- **Assigned task**:
Reproduce exactly the lines below from the one containing "pub struct Rgb" through the one containing "produced by decoding.", including both, and nothing else.

────────────────

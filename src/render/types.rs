//! Pixel data types.
//!
//! Contains the core data structures flowing through the render pipeline:
//! - Rgb: an opaque 24-bit color
//! - Pixel: a decoded RGBA sample
//! - TransparencyMode: how alpha is turned into an opaque color

use std::fmt;
use std::str::FromStr;

use crate::config::ConfigError;

/// Opaque 24-bit RGB color.
#[derive(Debug, Clone, Copy, PartialEq, Eq, Hash, Default)]
pub struct Rgb {
    pub r: u8,
    pub g: u8,
    pub b: u8,
}

impl Rgb {
    pub const WHITE: Rgb = Rgb::new(255, 255, 255);
    pub const BLACK: Rgb = Rgb::new(0, 0, 0);

    pub const fn new(r: u8, g: u8, b: u8) -> Self {
        Self { r, g, b }
    }

    /// True when all three channels are equal.
    pub fn is_gray(&self) -> bool {
        self.r == self.g && self.g == self.b
    }
}

/// A single RGBA sample as produced by decoding.
#[derive(Debug, Clone, Copy, PartialEq, Eq, Hash, Default)]
pub struct Pixel {
    pub r: u8,
    pub g: u8,
    pub b: u8,
    pub a: u8,
}

impl Pixel {
    pub const fn new(r: u8, g: u8, b: u8, a: u8) -> Self {
        Self { r, g, b, a }
    }

    /// A fully opaque pixel.
    pub const fn opaque(r: u8, g: u8, b: u8) -> Self {
        Self::new(r, g, b, 255)
    }

    pub const fn rgb(&self) -> Rgb {
        Rgb::new(self.r, self.g, self.b)
    }

    pub fn is_opaque(&self) -> bool {
        self.a == u8::MAX
    }
}

impl From<[u8; 4]> for Pixel {
    fn from([r, g, b, a]: [u8; 4]) -> Self {
        Self::new(r, g, b, a)
    }
}

/// Policy for turning a pixel's alpha channel into an opaque color.
#[derive(Debug, Clone, Copy, PartialEq, Eq, Default, clap::ValueEnum)]
pub enum TransparencyMode {
    /// Pixels below the alpha cutoff show the terminal background, the rest are opaque
    Threshold,
    /// Blend over a white background
    #[default]
    Whiten,
    /// Blend over a black background
    Blacken,
}

impl TransparencyMode {
    pub const ALL: [TransparencyMode; 3] = [Self::Threshold, Self::Whiten, Self::Blacken];

    pub fn name(&self) -> &'static str {
        match self {
            Self::Threshold => "threshold",
            Self::Whiten => "whiten",
            Self::Blacken => "blacken",
        }
    }
}

impl fmt::Display for TransparencyMode {
    fn fmt(&self, f: &mut fmt::Formatter<'_>) -> fmt::Result {
        f.write_str(self.name())
    }
}

impl FromStr for TransparencyMode {
    type Err = ConfigError;

    fn from_str(s: &str) -> Result<Self, Self::Err> {
        let wanted = s.trim();
        Self::ALL
            .into_iter()
            .find(|mode| mode.name().eq_ignore_ascii_case(wanted))
            .ok_or_else(|| ConfigError::InvalidTransparencyMode {
                value: s.to_string(),
            })
    }
}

────────────────

- **Response area**:
pub struct Rgb {
    pub r: u8,
    pub g: u8,
    pub b: u8,
}

impl Rgb {
    pub const WHITE: Rgb = Rgb::new(255, 255, 255);
    pub const BLACK: Rgb = Rgb::new(0, 0, 0);

    pub const fn new(r: u8, g: u8, b: u8) -> Self {
        Self { r, g, b }
    }

    /// True when all three channels are equal.
    pub fn is_gray(&self) -> bool {
        self.r == self.g && self.g == self.b
    }
}

/// A single RGBA sample as produced by decoding.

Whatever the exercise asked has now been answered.